## Source material

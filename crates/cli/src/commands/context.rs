use crate::bootstrap::prepare;
use crate::commands::{to_data, CommandResult};
use crate::GlobalArgs;

pub fn run(global: &GlobalArgs) -> CommandResult {
    let (runtime, app) = match prepare("context", global) {
        Ok(prepared) => prepared,
        Err(failure) => return failure,
    };

    let context = runtime.block_on(app.dispatcher.context(&app.actor));
    CommandResult::success("context", "readable context", to_data(&context))
}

## What you should do
Transcribe the line that contains "let (runtime, app)" exactly, then each line after it through the end of the material. Nothing else belongs in the output.

## The completed task
    let (runtime, app) = match prepare("context", global) {
        Ok(prepared) => prepared,
        Err(failure) => return failure,
    };

    let context = runtime.block_on(app.dispatcher.context(&app.actor));
    CommandResult::success("context", "readable context", to_data(&context))
}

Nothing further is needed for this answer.